↓↓↓

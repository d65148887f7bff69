//! Eased scroll animation as an explicit state machine.
//!
//! ```text
//! Idle --start--> Stepping --last sample--> Finishing --tick--> Idle
//!   ^                |                                            |
//!   +---- retarget onto the current sample (cancelled) ----------+
//! ```
//!
//! The machine owns its timer token. A tick carrying any other token is
//! stale and ignored, so a superseded timer can never move the view.

use crate::host::{IntervalTimer, TimerToken};
use std::collections::VecDeque;
use std::time::Duration;
use tracing::debug;

/// Completion callback of an animation.
pub type OnDone = Box<dyn FnOnce()>;

/// Eased scroll samples from `from` towards `to`.
///
/// `sample(t) = (to - from) * ((t - 1)^3 + 1) + from` for
/// `t = 0/steps, 1/steps, .. (steps-1)/steps`, so the first sample is always
/// `from` and the last one is short of `to`. The final snap to `to` is the
/// animation's job.
///
/// # Examples
///
/// ```
/// # use vrender::state::scroll_animation::calc_steps;
/// let steps = calc_steps(100.0, 0.0, 8);
/// assert_eq!(steps[0], 100.0);
/// assert!(steps[7] > 0.0 && steps[7] < 100.0);
/// ```
pub fn calc_steps(from: f64, to: f64, steps: usize) -> Vec<f64> {
    let delta = to - from;
    (0..steps)
        .map(|i| {
            let t = i as f64 / steps as f64 - 1.0;
            delta * (t.powi(3) + 1.0) + from
        })
        .collect()
}

/// Where the animation is.
#[derive(Debug, Clone, PartialEq)]
pub enum AnimationPhase {
    /// No animation in flight.
    Idle,
    /// Samples left to apply.
    Stepping {
        /// Position the animation started from.
        from: f64,
        /// Target position.
        to: f64,
        /// Samples not yet applied.
        steps: VecDeque<f64>,
    },
    /// Every sample applied; the next tick finishes.
    Finishing {
        /// Target position.
        to: f64,
    },
}

/// What a tick asks the renderer to do.
pub enum AnimationStep {
    /// Scroll to an intermediate sample.
    Apply(f64),
    /// Scroll exactly to the target.
    Snap(f64),
    /// The animation ended; run the callback if there is one.
    Done(Option<OnDone>),
    /// The tick was stale or the machine idle.
    Ignored,
}

impl std::fmt::Debug for AnimationStep {
    fn fmt(&self, f: &mut std::fmt::Formatter<'_>) -> std::fmt::Result {
        match self {
            Self::Apply(value) => f.debug_tuple("Apply").field(value).finish(),
            Self::Snap(value) => f.debug_tuple("Snap").field(value).finish(),
            Self::Done(on_done) => f.debug_tuple("Done").field(&on_done.is_some()).finish(),
            Self::Ignored => f.write_str("Ignored"),
        }
    }
}

/// Result of [`ScrollAnimation::start`].
#[derive(Debug, Clone, Copy, PartialEq)]
pub enum AnimationStart {
    /// A timer runs; apply this first sample now.
    Started(f64),
    /// Retargeting landed exactly on the target: the running animation was
    /// cancelled and the view should sit at the target.
    Cancelled(f64),
}

/// The single scroll animation of a renderer.
///
/// # Invariants
/// - `timer` is `Some` exactly when the phase is not `Idle`
/// - At most one timer is running; starting cancels the previous one first
pub struct ScrollAnimation {
    phase: AnimationPhase,
    timer: Option<TimerToken>,
    on_done: Option<OnDone>,
}

impl Default for ScrollAnimation {
    fn default() -> Self {
        Self {
            phase: AnimationPhase::Idle,
            timer: None,
            on_done: None,
        }
    }
}

impl std::fmt::Debug for ScrollAnimation {
    fn fmt(&self, f: &mut std::fmt::Formatter<'_>) -> std::fmt::Result {
        f.debug_struct("ScrollAnimation")
            .field("phase", &self.phase)
            .field("timer", &self.timer)
            .field("on_done", &self.on_done.is_some())
            .finish()
    }
}

impl ScrollAnimation {
    /// Current phase.
    pub fn phase(&self) -> &AnimationPhase {
        &self.phase
    }

    /// True while an animation is in flight.
    pub fn is_active(&self) -> bool {
        !matches!(self.phase, AnimationPhase::Idle)
    }

    /// Target of the animation in flight.
    pub fn target(&self) -> Option<f64> {
        match &self.phase {
            AnimationPhase::Idle => None,
            AnimationPhase::Stepping { to, .. } | AnimationPhase::Finishing { to } => Some(*to),
        }
    }

    /// Token of the running timer.
    pub fn timer(&self) -> Option<TimerToken> {
        self.timer
    }

    /// Animate from `from` to `to`.
    ///
    /// If an animation is in flight its next unapplied sample replaces
    /// `from`, so retargeting never jumps. The previous timer is cancelled
    /// and its completion callback dropped.
    ///
    /// # Arguments
    ///
    /// * `timer` - Host timer used for the ticks
    /// * `steps` - Number of eased samples (at least one is used)
    /// * `interval` - Tick period
    /// * `on_done` - Runs after the final snap
    pub fn start(
        &mut self,
        timer: &mut dyn IntervalTimer,
        from: f64,
        to: f64,
        steps: usize,
        interval: Duration,
        on_done: Option<OnDone>,
    ) -> AnimationStart {
        let mut from = from;
        if let AnimationPhase::Stepping { steps: remaining, .. } = &self.phase {
            if let Some(&next) = remaining.front() {
                from = next;
            }
        }

        let preempted = self.is_active();
        self.stop(timer);
        if preempted {
            debug!(from, to, "scroll animation preempted");
        }

        if from == to {
            // `on_done` is dropped with the cancelled animation.
            return AnimationStart::Cancelled(to);
        }

        let mut samples: VecDeque<f64> = calc_steps(from, to, steps.max(1)).into();
        let first = samples.pop_front().unwrap_or(to);
        self.timer = Some(timer.start(interval));
        self.on_done = on_done;
        self.phase = if samples.is_empty() {
            AnimationPhase::Finishing { to }
        } else {
            AnimationPhase::Stepping {
                from,
                to,
                steps: samples,
            }
        };
        debug!(from, to, steps, "scroll animation started");
        AnimationStart::Started(first)
    }

    /// Advance on a timer tick.
    pub fn tick(&mut self, timer: &mut dyn IntervalTimer, token: TimerToken) -> AnimationStep {
        if self.timer != Some(token) {
            return AnimationStep::Ignored;
        }
        match &mut self.phase {
            AnimationPhase::Idle => AnimationStep::Ignored,
            AnimationPhase::Stepping { to, steps, .. } => match steps.pop_front() {
                Some(sample) => AnimationStep::Apply(sample),
                None => {
                    let to = *to;
                    self.phase = AnimationPhase::Finishing { to };
                    AnimationStep::Snap(to)
                }
            },
            AnimationPhase::Finishing { to } => {
                debug!(to = *to, "scroll animation finished");
                let on_done = self.on_done.take();
                self.stop(timer);
                AnimationStep::Done(on_done)
            }
        }
    }

    /// Cancel the animation in flight, dropping its callback.
    pub fn stop(&mut self, timer: &mut dyn IntervalTimer) {
        if let Some(token) = self.timer.take() {
            timer.cancel(token);
        }
        self.phase = AnimationPhase::Idle;
        self.on_done = None;
    }
}

#[cfg(test)]
mod tests {
    use super::*;
    use std::cell::Cell;
    use std::rc::Rc;

    #[derive(Default)]
    struct FakeTimer {
        next: u64,
        running: Vec<TimerToken>,
        cancelled: Vec<TimerToken>,
    }

    impl IntervalTimer for FakeTimer {
        fn start(&mut self, _interval: Duration) -> TimerToken {
            self.next += 1;
            let token = TimerToken(self.next);
            self.running.push(token);
            token
        }

        fn cancel(&mut self, token: TimerToken) {
            self.running.retain(|t| *t != token);
            self.cancelled.push(token);
        }
    }

    const TICK: Duration = Duration::from_millis(10);

    /// Tick until Done, collecting every applied position.
    fn run_to_end(animation: &mut ScrollAnimation, timer: &mut FakeTimer) -> Vec<f64> {
        let mut positions = Vec::new();
        for _ in 0..100 {
            let Some(token) = animation.timer() else {
                break;
            };
            match animation.tick(timer, token) {
                AnimationStep::Apply(v) | AnimationStep::Snap(v) => positions.push(v),
                AnimationStep::Done(on_done) => {
                    if let Some(on_done) = on_done {
                        on_done();
                    }
                    break;
                }
                AnimationStep::Ignored => break,
            }
        }
        positions
    }

    mod steps {
        use super::*;

        #[test]
        fn test_eight_steps_from_100_to_0() {
            let steps = calc_steps(100.0, 0.0, 8);
            assert_eq!(steps.len(), 8);
            assert_eq!(steps[0], 100.0);
            assert!(steps[7] > 0.0 && steps[7] < 100.0);
            assert!(steps[7] < 1.0, "last sample approaches the target");
        }

        #[test]
        fn test_samples_are_monotonic() {
            let down = calc_steps(300.0, 20.0, 8);
            assert!(down.windows(2).all(|w| w[0] >= w[1]));
            let up = calc_steps(20.0, 300.0, 8);
            assert!(up.windows(2).all(|w| w[0] <= w[1]));
        }

        #[test]
        fn test_zero_steps_is_empty() {
            assert!(calc_steps(0.0, 10.0, 0).is_empty());
        }
    }

    mod lifecycle {
        use super::*;

        #[test]
        fn test_start_applies_from_and_runs_to_target() {
            let mut timer = FakeTimer::default();
            let mut animation = ScrollAnimation::default();

            let start = animation.start(&mut timer, 0.0, 160.0, 8, TICK, None);
            assert_eq!(start, AnimationStart::Started(0.0));
            assert!(animation.is_active());
            assert_eq!(animation.target(), Some(160.0));

            let positions = run_to_end(&mut animation, &mut timer);

            // seven remaining samples, then the snap
            assert_eq!(positions.len(), 8);
            assert_eq!(positions.last(), Some(&160.0));
            assert!(!animation.is_active());
            assert!(timer.running.is_empty());
        }

        #[test]
        fn test_callback_runs_once_after_snap() {
            let mut timer = FakeTimer::default();
            let mut animation = ScrollAnimation::default();
            let calls = Rc::new(Cell::new(0));
            let counter = Rc::clone(&calls);

            animation.start(
                &mut timer,
                0.0,
                50.0,
                4,
                TICK,
                Some(Box::new(move || counter.set(counter.get() + 1))),
            );
            run_to_end(&mut animation, &mut timer);

            assert_eq!(calls.get(), 1);
        }

        #[test]
        fn test_stale_token_is_ignored() {
            let mut timer = FakeTimer::default();
            let mut animation = ScrollAnimation::default();
            animation.start(&mut timer, 0.0, 50.0, 4, TICK, None);

            let step = animation.tick(&mut timer, TimerToken(999));

            assert!(matches!(step, AnimationStep::Ignored));
            assert!(animation.is_active());
        }

        #[test]
        fn test_idle_tick_is_ignored() {
            let mut timer = FakeTimer::default();
            let mut animation = ScrollAnimation::default();
            assert!(matches!(
                animation.tick(&mut timer, TimerToken(1)),
                AnimationStep::Ignored
            ));
        }

        #[test]
        fn test_single_step_goes_straight_to_finishing() {
            let mut timer = FakeTimer::default();
            let mut animation = ScrollAnimation::default();

            animation.start(&mut timer, 0.0, 30.0, 1, TICK, None);

            assert_eq!(animation.phase(), &AnimationPhase::Finishing { to: 30.0 });
        }
    }

    mod retarget {
        use super::*;

        #[test]
        fn test_new_animation_starts_from_next_unapplied_sample() {
            let mut timer = FakeTimer::default();
            let mut animation = ScrollAnimation::default();
            animation.start(&mut timer, 0.0, 800.0, 8, TICK, None);
            let expected = calc_steps(0.0, 800.0, 8)[1];

            let start = animation.start(&mut timer, 500.0, 100.0, 8, TICK, None);

            assert_eq!(start, AnimationStart::Started(expected));
        }

        #[test]
        fn test_starting_cancels_the_previous_timer() {
            let mut timer = FakeTimer::default();
            let mut animation = ScrollAnimation::default();
            animation.start(&mut timer, 0.0, 800.0, 8, TICK, None);
            let first = animation.timer();

            animation.start(&mut timer, 0.0, 100.0, 8, TICK, None);

            assert_eq!(timer.running.len(), 1);
            assert_eq!(timer.cancelled, first.into_iter().collect::<Vec<_>>());
            assert_ne!(animation.timer(), first);
        }

        #[test]
        fn test_preempted_callback_never_runs() {
            let mut timer = FakeTimer::default();
            let mut animation = ScrollAnimation::default();
            let calls = Rc::new(Cell::new(0));
            let counter = Rc::clone(&calls);
            animation.start(
                &mut timer,
                0.0,
                800.0,
                8,
                TICK,
                Some(Box::new(move || counter.set(counter.get() + 1))),
            );

            animation.start(&mut timer, 0.0, 100.0, 8, TICK, None);
            run_to_end(&mut animation, &mut timer);

            assert_eq!(calls.get(), 0);
        }

        #[test]
        fn test_retarget_onto_current_sample_cancels() {
            let mut timer = FakeTimer::default();
            let mut animation = ScrollAnimation::default();
            animation.start(&mut timer, 0.0, 800.0, 8, TICK, None);
            let next = calc_steps(0.0, 800.0, 8)[1];

            let start = animation.start(&mut timer, 0.0, next, 8, TICK, None);

            assert_eq!(start, AnimationStart::Cancelled(next));
            assert!(!animation.is_active());
            assert!(timer.running.is_empty());
        }
    }
}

↑↑↑

To do: Read the listing line by line, and copy each line in which the word "PartialEq" is found.

Response for this exercise:
#[derive(Debug, Clone, PartialEq)]
#[derive(Debug, Clone, Copy, PartialEq)]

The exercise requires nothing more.